-
1. Data: 2004-01-07 10:05:50
Temat: Ubogi kredytobiorca...
Od: "Zbigniew" <W...@t...radom.pl>
Witam Szanownych Uczestników Forum,
proszę o ukierunkowanie moich poczynań w następującej kwestii:
- chcialbym wziąć długoterminowy kredyt pod zastaw hipoteczny na remont
mieszkania, który to niechybnie prędko zainwestuję
- posiadam i będę posiadał zdolność kredytową ale już nie będę miał zasobów
finansowych na koncie
- czego powinienem się obawiać na wypadek upadłości kredytodawcy, bo nie
chciałbym utracić mieszkania za dług i jak się asekurować przed zawarciem
umowy ?
pozdrawiam
Zbigniew
P.S Przepraszam za brak fachowości w redakcji mojego problemu.
-
2. Data: 2004-01-07 18:59:14
Temat: Re: Ubogi kredytobiorca...
Od: "krab" <_...@k...pl>
Użytkownik "Zbigniew" <W...@t...radom.pl> napisał w wiadomości
> - czego powinienem się obawiać na wypadek upadłości kredytodawcy, bo nie
> chciałbym utracić mieszkania za dług i jak się asekurować przed zawarciem
> umowy ?
to chyba pierwszy przypadek gdy ktos boi sie o kredytodawce :-)
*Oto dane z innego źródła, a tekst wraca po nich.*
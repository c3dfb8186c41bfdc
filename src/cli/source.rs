use clap::Parser;
use log::info;

use crate::cli::SubCommandExtend;
use crate::config::Opts;
use crate::db::{crud, init_db};

#[derive(Parser, Debug, Clone)]
pub struct SourceCommand {
    /// 来源 ID
    pub id: i64,
    /// 来源名称
    #[arg(long)]
    pub name: Option<String>,
    /// 停用该来源，停用后不会出现在不限来源的搜索结果中
    #[arg(long)]
    pub disable: bool,
}

impl SubCommandExtend for SourceCommand {
    async fn run(&self, opts: &Opts) -> anyhow::Result<()> {
        let db = init_db(opts.conf_dir.database()).await?;
        let name = self.name.clone().unwrap_or_else(|| format!("source-{}", self.id));
        crud::upsert_source(&db, self.id, &name, !self.disable).await?;
        info!("来源 {} ({name}) 已{}", self.id, if self.disable { "停用" } else { "启用" });
        Ok(())
    }
}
zazwyczaj wszyscy modla sie zeby szybko ... umarl :-))
hmm, ale dalszej czesci to juz chyba z dawca kredytu - niewiele ma
wspolnego, czy z maila wynika, ze tym dawca nie jest bank ? hhmmm jesli
tak - to moze juz powinienes sie jednak bac ? diabli wiedza kogo masz na
mysli, na dodatek chcesz sie bac o niego i jednoczesnie bac przed nim.
-
3. Data: 2004-01-07 19:23:19
Temat: Re: Ubogi kredytobiorca...
Od: "Stasio Podróżnik" <d...@c...gazeta.pl>
Użytkownik "Zbigniew" <W...@t...radom.pl> napisał w wiadomości
news:btglpr$k4f$1@atlantis.news.tpi.pl...
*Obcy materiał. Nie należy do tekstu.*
//! 分页列表、随机推荐与精选
//!
//! 一个分页会话只能使用一种模式：游标模式按插入顺序稳定扫描，偏移模式用于重新排序或随机化的结果。
//! 下一页的分页参数总是由本页的请求推导出来，因此不会在会话中途切换模式。

use std::collections::hash_map::DefaultHasher;
use std::hash::{Hash, Hasher};
use std::sync::Arc;
use std::time::{SystemTime, UNIX_EPOCH};

use rand::SeedableRng;
use rand::rngs::StdRng;
use rand::seq::SliceRandom;
use serde::{Deserialize, Serialize};
use utoipa::ToSchema;

use crate::cache::CacheService;
use crate::db::{Artwork, Database, RandomFilter, SourceFilter, crud};
use crate::error::{Error, Result};

#[derive(Debug, Clone, Copy, PartialEq, Eq, Hash, Serialize, Deserialize, ToSchema)]
#[serde(tag = "mode", rename_all = "snake_case")]
pub enum PageRequest {
    /// 返回 ID 大于 `after_id` 的记录
    Cursor { after_id: i64 },
    /// 跳过前 `offset` 条记录
    Offset { offset: usize },
}

impl PageRequest {
    /// 从查询参数构建分页请求，游标和偏移量不能同时出现
    ///
    /// 两者都没有时从头开始游标扫描
    pub fn from_query(cursor: Option<i64>, offset: Option<usize>) -> Result<Self> {
        match (cursor, offset) {
            (Some(_), Some(_)) => {
                Err(Error::InvalidPaging("cursor 和 offset 不能同时使用".to_string()))
            }
            (Some(after_id), None) => Ok(Self::Cursor { after_id }),
            (None, Some(offset)) => Ok(Self::Offset { offset }),
            (None, None) => Ok(Self::Cursor { after_id: 0 }),
        }
    }

    /// 根据本页返回的记录计算下一页，模式与本页相同；不满一页说明已经没有更多记录
    pub fn advance(&self, returned: usize, last_id: Option<i64>, limit: usize) -> Option<Self> {
        if returned == 0 || returned < limit {
            return None;
        }
        match *self {
            Self::Cursor { after_id } => Some(Self::Cursor { after_id: last_id.unwrap_or(after_id) }),
            Self::Offset { offset } => Some(Self::Offset { offset: offset.saturating_add(returned) }),
        }
    }
}

#[derive(Debug, Clone, PartialEq, Serialize, ToSchema)]
pub struct Page<T> {
    pub items: Vec<T>,
    /// 下一页的分页参数，为空表示没有更多记录
    pub next: Option<PageRequest>,
}

impl Page<Artwork> {
    pub fn new(request: PageRequest, items: Vec<Artwork>, limit: usize) -> Self {
        let next = request.advance(items.len(), items.last().map(|a| a.id), limit);
        Self { items, next }
    }
}

#[derive(Debug, Clone, Copy, PartialEq, Eq, Hash)]
pub struct ListingKey {
    pub filter: SourceFilter,
    pub page: PageRequest,
    pub limit: usize,
}

/// 用种子打乱 ID 后取出 `[offset, offset + limit)`，相同的种子总是得到相同的结果
pub fn seeded_sample(mut ids: Vec<i64>, seed: u64, offset: usize, limit: usize) -> Vec<i64> {
    let mut rng = StdRng::seed_from_u64(seed);
    ids.shuffle(&mut rng);
    ids.into_iter().skip(offset).take(limit).collect()
}

/// 每分钟变化一次的随机种子，同一分钟内相同过滤条件的请求得到相同结果，便于缓存
pub fn minute_seed<T: Hash>(now: SystemTime, salt: &T) -> u64 {
    let minute = now.duration_since(UNIX_EPOCH).unwrap_or_default().as_secs() / 60;
    let mut hasher = DefaultHasher::new();
    salt.hash(&mut hasher);
    minute.hash(&mut hasher);
    hasher.finish()
}

pub struct Listings {
    db: Database,
    cache: Arc<CacheService>,
}

impl Listings {
    pub fn new(db: Database, cache: Arc<CacheService>) -> Self {
        Self { db, cache }
    }

    /// 分页列出藏品，结果在列表缓存中保存一段时间
    pub async fn list(
        &self,
        filter: SourceFilter,
        page: PageRequest,
        limit: usize,
    ) -> Result<Arc<Page<Artwork>>> {
        let key = ListingKey { filter, page, limit };
        self.cache
            .listings
            .get_or_try_init(key, || async {
                let items = match page {
                    PageRequest::Cursor { after_id } => {
                        crud::list_after_cursor(&self.db, filter, after_id, limit).await?
                    }
                    PageRequest::Offset { offset } => {
                        crud::list_offset(&self.db, filter, offset, limit).await?
                    }
                };
                Ok(Arc::new(Page::new(page, items, limit)))
            })
            .await
    }

    /// 按属性过滤后随机挑选藏品，种子每分钟变化一次
    pub async fn random_pick(
        &self,
        filter: &RandomFilter,
        count: usize,
        now: SystemTime,
    ) -> Result<Vec<Artwork>> {
        let ids = crud::filtered_ids(&self.db, filter).await?;
        let picked = seeded_sample(ids, minute_seed(now, filter), 0, count);
        crud::get_artworks_ordered(&self.db, &picked).await
    }

    /// 某个来源的精选推荐
    pub async fn featured(&self, source_id: i64, count: usize) -> Result<Arc<Vec<Artwork>>> {
        self.cache
            .featured
            .get_or_try_init((source_id, count), || async {
                let filter = RandomFilter { source: Some(source_id), ..Default::default() };
                let picked = self.random_pick(&filter, count, SystemTime::now()).await?;
                Ok(Arc::new(picked))
            })
            .await
    }
}

#[cfg(test)]
mod tests {
    use std::time::Duration;

    use super::*;

    #[test]
    fn test_mixed_paging_rejected() {
        assert!(matches!(PageRequest::from_query(Some(3), Some(10)), Err(Error::InvalidPaging(_))));
        assert_eq!(PageRequest::from_query(None, None).unwrap(), PageRequest::Cursor { after_id: 0 });
    }

    #[test]
    fn test_advance_keeps_mode() {
        let cursor = PageRequest::Cursor { after_id: 0 };
        assert_eq!(cursor.advance(10, Some(42), 10), Some(PageRequest::Cursor { after_id: 42 }));

        let offset = PageRequest::Offset { offset: 20 };
        assert_eq!(offset.advance(10, Some(42), 10), Some(PageRequest::Offset { offset: 30 }));
    }

    #[test]
    fn test_advance_stops_on_short_page() {
        let cursor = PageRequest::Cursor { after_id: 5 };
        assert_eq!(cursor.advance(3, Some(9), 10), None);
        assert_eq!(cursor.advance(0, None, 10), None);
    }

    #[test]
    fn test_offset_session_never_switches_mode() {
        let mut page = PageRequest::Offset { offset: 0 };
        for i in 0..5 {
            page = page.advance(10, Some(100 + i), 10).unwrap();
            assert!(matches!(page, PageRequest::Offset { .. }));
        }
        assert_eq!(page, PageRequest::Offset { offset: 50 });

        let mut page = PageRequest::Cursor { after_id: 0 };
        for i in 0..5 {
            page = page.advance(10, Some(100 + i), 10).unwrap();
            assert!(matches!(page, PageRequest::Cursor { .. }));
        }
    }

    #[test]
    fn test_seeded_sample_is_deterministic() {
        let ids = (1..=100).collect::<Vec<i64>>();
        let a = seeded_sample(ids.clone(), 7, 0, 10);
        let b = seeded_sample(ids.clone(), 7, 0, 10);
        assert_eq!(a, b);
        assert_eq!(a.len(), 10);

        // 翻页得到不重叠的结果
        let next = seeded_sample(ids, 7, 10, 10);
        assert!(next.iter().all(|id| !a.contains(id)));
    }

    #[test]
    fn test_minute_seed() {
        let base = UNIX_EPOCH + Duration::from_secs(60 * 1000);
        let filter = RandomFilter::default();
        assert_eq!(minute_seed(base, &filter), minute_seed(base + Duration::from_secs(59), &filter));
        assert_ne!(minute_seed(base, &filter), minute_seed(base + Duration::from_secs(60), &filter));

        let other = RandomFilter { source: Some(1), ..Default::default() };
        assert_ne!(minute_seed(base, &filter), minute_seed(base, &other));
    }
}
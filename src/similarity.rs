//! 向量与颜色的相似度计算

/// 将向量原地归一化为单位向量，零向量保持不变
pub fn l2_normalize(v: &mut [f32]) {
    let norm = v.iter().map(|x| x * x).sum::<f32>().sqrt();
    if norm > f32::EPSILON {
        v.iter_mut().for_each(|x| *x /= norm);
    }
}

pub fn dot(a: &[f32], b: &[f32]) -> f32 {
    a.iter().zip(b).map(|(x, y)| x * y).sum()
}

pub fn euclidean(a: &[f32], b: &[f32]) -> f32 {
    a.iter().zip(b).map(|(x, y)| (x - y) * (x - y)).sum::<f32>().sqrt()
}

/// 将单位向量间的欧氏距离换算为余弦相似度
///
/// 单位向量满足 `d² = 2 - 2cos`，结果截断到 [-1, 1]
pub fn distance_to_similarity(distance: f32) -> f32 {
    (1.0 - distance * distance / 2.0).clamp(-1.0, 1.0)
}

/// RGB 空间的曼哈顿距离
pub fn manhattan_rgb(a: [u8; 3], b: [u8; 3]) -> u32 {
    a.iter().zip(b.iter()).map(|(&x, &y)| (x as i32 - y as i32).unsigned_abs()).sum()
}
> Witam Szanownych Uczestników Forum,
Ano ... ale następnym razem , jeśli będziesz podejrzewał, że ja się odezwę,
WYWALTO => Szanownych ;)
> - posiadam i będę posiadał zdolność kredytową ale już nie będę miał
zasobów
> finansowych na koncie
Hmmm ... jedno po trochu zaprzecza drugiemu ... bo nie przedstawiłeś jak
twoje przyszłe wpływy będą pokrywać twoje wydatki ...
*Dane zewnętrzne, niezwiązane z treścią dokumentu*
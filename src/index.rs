use std::path::Path;
use std::sync::Arc;

use log::{info, warn};
use tokio::sync::RwLock;
use usearch::{Index, IndexOptions, MetricKind, ScalarKind};

use crate::db::{Database, crud};
use crate::error::{Error, Result};

/// 一个近邻结果，`distance` 为欧氏距离
#[derive(Debug, Clone, Copy, PartialEq)]
pub struct Neighbor {
    /// 向量索引内部 ID，对应 `vector_row.row_id`
    pub key: u64,
    pub distance: f32,
}

/// 向量索引只负责近邻检索，不支持任何关系过滤条件
pub trait VectorIndex: Send + Sync {
    /// 返回最多 k 个近邻，按距离升序
    fn search(&self, query: &[f32], k: usize) -> Result<Vec<Neighbor>>;

    fn add(&mut self, key: u64, vector: &[f32]) -> Result<()>;

    fn len(&self) -> usize;

    fn is_empty(&self) -> bool {
        self.len() == 0
    }

    fn save(&self, path: &Path) -> Result<()>;
}

/// 服务端共享的向量索引，重新加载时整体替换
pub type SharedIndex = Arc<RwLock<Box<dyn VectorIndex>>>;

pub fn shared(index: impl VectorIndex + 'static) -> SharedIndex {
    Arc::new(RwLock::new(Box::new(index)))
}

pub struct UsearchIndex {
    index: Index,
}

fn index_error(e: impl std::fmt::Display) -> Error {
    Error::Index(e.to_string())
}

impl UsearchIndex {
    pub fn new(dimensions: usize) -> Result<Self> {
        let options = IndexOptions {
            dimensions,
            metric: MetricKind::L2sq,
            quantization: ScalarKind::F32,
            // 此处为 usearch 默认参数
            connectivity: 16,
            expansion_add: 128,
            expansion_search: 64,
            ..Default::default()
        };
        let index = Index::new(&options).map_err(index_error)?;
        Ok(Self { index })
    }

    pub fn open<P: AsRef<Path>>(path: P, dimensions: usize) -> Result<Self> {
        let s = Self::new(dimensions)?;
        s.index.load(&path.as_ref().to_string_lossy()).map_err(index_error)?;
        Ok(s)
    }

    /// 从数据库中已保存的向量重建索引
    pub async fn rebuild(db: &Database, dimensions: usize) -> Result<Self> {
        let rows = crud::indexed_embeddings(db).await?;
        let mut s = Self::new(dimensions)?;
        s.index.reserve(rows.len().max(1)).map_err(index_error)?;
        for row in rows {
            let vector: Vec<f32> = bytemuck::pod_collect_to_vec(&row.vector);
            s.add(row.row_id as u64, &vector)?;
        }
        Ok(s)
    }

    /// 加载索引文件，如果文件不存在或与数据库不一致则重建
    ///
    /// 流水线先提交数据库再写索引文件，中途崩溃会导致两者不一致
    pub async fn load_or_rebuild(path: &Path, db: &Database, dimensions: usize) -> Result<Self> {
        let expected = crud::count_vector_rows(db).await? as usize;
        if path.exists() {
            let index = Self::open(path, dimensions)?;
            if index.len() == expected {
                info!("已加载向量索引: {}，共 {} 条", path.display(), expected);
                return Ok(index);
            }
            warn!("向量索引与数据库不一致 ({} != {})，重建索引", index.len(), expected);
        }
        let index = Self::rebuild(db, dimensions).await?;
        if !index.is_empty() {
            index.save(path)?;
        }
        info!("已重建向量索引，共 {} 条", index.len());
        Ok(index)
    }
}

impl VectorIndex for UsearchIndex {
    fn search(&self, query: &[f32], k: usize) -> Result<Vec<Neighbor>> {
        if k == 0 || self.index.size() == 0 {
            return Ok(vec![]);
        }
        let matches = self.index.search(query, k).map_err(index_error)?;
        Ok(matches
            .keys
            .into_iter()
            .zip(matches.distances)
            // L2sq 返回的是距离的平方
            .map(|(key, d2)| Neighbor { key, distance: d2.max(0.0).sqrt() })
            .collect())
    }

    fn add(&mut self, key: u64, vector: &[f32]) -> Result<()> {
        if self.index.size() >= self.index.capacity() {
            let capacity = (self.index.capacity() * 2).max(64);
            self.index.reserve(capacity).map_err(index_error)?;
        }
        self.index.add(key, vector).map_err(index_error)?;
        Ok(())
    }

    fn len(&self) -> usize {
        self.index.size()
    }

    /// 先写入临时文件再重命名，避免读取到写了一半的索引
    fn save(&self, path: &Path) -> Result<()> {
        let tmp = path.with_extension("usearch.tmp");
        self.index.save(&tmp.to_string_lossy()).map_err(index_error)?;
        std::fs::rename(&tmp, path)?;
        Ok(())
    }
}

#[cfg(test)]
mod tests {
    use tempfile::TempDir;

    use super::*;
    use crate::similarity::{distance_to_similarity, dot, l2_normalize};

    fn unit(values: &[f32]) -> Vec<f32> {
        let mut v = values.to_vec();
        l2_normalize(&mut v);
        v
    }

    #[test]
    fn test_search_orders_by_distance() {
        let mut index = UsearchIndex::new(4).unwrap();
        index.add(10, &unit(&[1.0, 0.0, 0.0, 0.0])).unwrap();
        index.add(20, &unit(&[0.0, 1.0, 0.0, 0.0])).unwrap();
        index.add(30, &unit(&[0.9, 0.1, 0.0, 0.0])).unwrap();

        let query = unit(&[1.0, 0.05, 0.0, 0.0]);
        let result = index.search(&query, 3).unwrap();
        let keys = result.iter().map(|n| n.key).collect::<Vec<_>>();
        assert_eq!(keys, vec![10, 30, 20]);

        // 距离换算的相似度等于点积
        let sim = distance_to_similarity(result[0].distance);
        assert!((sim - dot(&query, &unit(&[1.0, 0.0, 0.0, 0.0]))).abs() < 1e-4);
    }

    #[test]
    fn test_search_empty_index() {
        let index = UsearchIndex::new(4).unwrap();
        assert!(index.search(&[1.0, 0.0, 0.0, 0.0], 10).unwrap().is_empty());
    }

    #[test]
    fn test_save_and_open() {
        let dir = TempDir::new().unwrap();
        let path = dir.path().join("vectors.usearch");
        let mut index = UsearchIndex::new(4).unwrap();
        for i in 0..100u64 {
            index.add(i, &unit(&[1.0, i as f32, 0.5, 0.0])).unwrap();
        }
        index.save(&path).unwrap();

        let loaded = UsearchIndex::open(&path, 4).unwrap();
        assert_eq!(loaded.len(), 100);
    }
}
//! 图片预处理与焦点计算

use opencv::core::{self, Mat, Point, Size, Vector};
use opencv::imgcodecs;
use opencv::imgproc;
use opencv::prelude::*;

use crate::error::{Error, Result};

/// 编码器输入尺寸
pub const INPUT_SIZE: i32 = 224;
/// 计算焦点时缩略图的最大边长
const SALIENCY_SIZE: f64 = 64.0;
const JPEG_QUALITY: i32 = 90;

/// 预处理完成、可以交给编码器的图片
#[derive(Debug, Clone)]
pub struct PreparedImage {
    /// 缩放到编码器输入尺寸后重新编码的 JPEG
    pub jpeg: Vec<u8>,
    /// 归一化到 [0, 1] 的焦点坐标 `(x, y)`
    pub focal_point: (f32, f32),
}

/// 解码失败说明图片本身损坏，不值得重试
pub fn decode(bytes: &[u8]) -> Result<Mat> {
    let asset = |e: opencv::Error| Error::PermanentAsset(format!("无法解码图片: {e}"));
    let mat = Mat::from_slice(bytes).map_err(asset)?;
    let img = imgcodecs::imdecode(&mat, imgcodecs::IMREAD_COLOR).map_err(asset)?;
    if img.empty() {
        return Err(Error::PermanentAsset("无法解码图片".to_string()));
    }
    Ok(img)
}

pub fn prepare(bytes: &[u8]) -> Result<PreparedImage> {
    let img = decode(bytes)?;
    let focal_point = focal_point(&img)?;

    let mut input = Mat::default();
    imgproc::resize(
        &img,
        &mut input,
        Size::new(INPUT_SIZE, INPUT_SIZE),
        0.0,
        0.0,
        imgproc::INTER_AREA,
    )?;

    let mut buf = Vector::<u8>::new();
    let params = Vector::from_slice(&[imgcodecs::IMWRITE_JPEG_QUALITY, JPEG_QUALITY]);
    imgcodecs::imencode(".jpg", &input, &mut buf, &params)?;
    Ok(PreparedImage { jpeg: buf.to_vec(), focal_point })
}

/// 焦点取梯度能量经过高斯模糊后的峰值位置
///
/// 纯色图片没有明显的焦点，返回图片中心
pub fn focal_point(img: &Mat) -> Result<(f32, f32)> {
    let (w, h) = (img.cols(), img.rows());
    if w == 0 || h == 0 {
        return Ok((0.5, 0.5));
    }

    let gray = if img.channels() == 1 {
        img.try_clone()?
    } else {
        let mut gray = Mat::default();
        imgproc::cvt_color_def(img, &mut gray, imgproc::COLOR_BGR2GRAY)?;
        gray
    };

    let scale = (SALIENCY_SIZE / w.max(h) as f64).min(1.0);
    let mut thumb = Mat::default();
    imgproc::resize(&gray, &mut thumb, Size::default(), scale, scale, imgproc::INTER_AREA)?;

    let mut gx = Mat::default();
    let mut gy = Mat::default();
    imgproc::sobel_def(&thumb, &mut gx, core::CV_32F, 1, 0)?;
    imgproc::sobel_def(&thumb, &mut gy, core::CV_32F, 0, 1)?;
    let mut energy = Mat::default();
    core::magnitude(&gx, &gy, &mut energy)?;

    let mut blurred = Mat::default();
    imgproc::gaussian_blur_def(&energy, &mut blurred, Size::new(0, 0), 3.0)?;

    let mut max = 0.0;
    let mut max_loc = Point::default();
    core::min_max_loc(&blurred, None, Some(&mut max), None, Some(&mut max_loc), &core::no_array())?;
    if max <= 1e-6 {
        return Ok((0.5, 0.5));
    }

    let (tw, th) = (blurred.cols() as f32, blurred.rows() as f32);
    let x = ((max_loc.x as f32 + 0.5) / tw).clamp(0.0, 1.0);
    let y = ((max_loc.y as f32 + 0.5) / th).clamp(0.0, 1.0);
    Ok((x, y))
}

#[cfg(test)]
mod tests {
    use opencv::core::{Rect, Scalar};

    use super::*;

    fn canvas(w: i32, h: i32) -> Mat {
        Mat::new_rows_cols_with_default(h, w, core::CV_8UC3, Scalar::all(0.0)).unwrap()
    }

    fn encode_png(img: &Mat) -> Vec<u8> {
        let mut buf = Vector::<u8>::new();
        imgcodecs::imencode(".png", img, &mut buf, &Vector::new()).unwrap();
        buf.to_vec()
    }

    #[test]
    fn test_flat_image_centers() {
        assert_eq!(focal_point(&canvas(200, 100)).unwrap(), (0.5, 0.5));
    }

    #[test]
    fn test_focal_point_follows_detail() {
        let mut img = canvas(256, 256);
        imgproc::rectangle(
            &mut img,
            Rect::new(180, 20, 40, 40),
            Scalar::all(255.0),
            -1,
            imgproc::LINE_8,
            0,
        )
        .unwrap();
        let (x, y) = focal_point(&img).unwrap();
        assert!(x > 0.6, "x = {x}");
        assert!(y < 0.4, "y = {y}");
    }

    #[test]
    fn test_prepare_resizes_to_input() {
        let png = encode_png(&canvas(320, 200));
        let prepared = prepare(&png).unwrap();
        let decoded = decode(&prepared.jpeg).unwrap();
        assert_eq!((decoded.cols(), decoded.rows()), (INPUT_SIZE, INPUT_SIZE));
    }

    #[test]
    fn test_garbage_is_permanent() {
        assert!(matches!(prepare(b"not an image"), Err(Error::PermanentAsset(_))));
        assert!(matches!(prepare(b""), Err(Error::PermanentAsset(_))));
    }
}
A biorąc pod uwagę, że ozwałeś się UBOGIM , mam obawy, że wpływów nie
będziesz miał, więc defacto zdolności owej nie posiadasz IMHO
> - czego powinienem się obawiać na wypadek upadłości kredytodawcy,
Raczej wszelkiej maści kredytodawcy winni się obawiać Ciebie ;)
> i jak się asekurować przed zawarciem umowy ?
Nie zawierać jej ???
Moim zdaniem - jeśli jest jak podejrzewam - NIE BIERZ KREDYTU ... poczekaj
na lepsze czasy ... tylko wkopiesz się w problemy.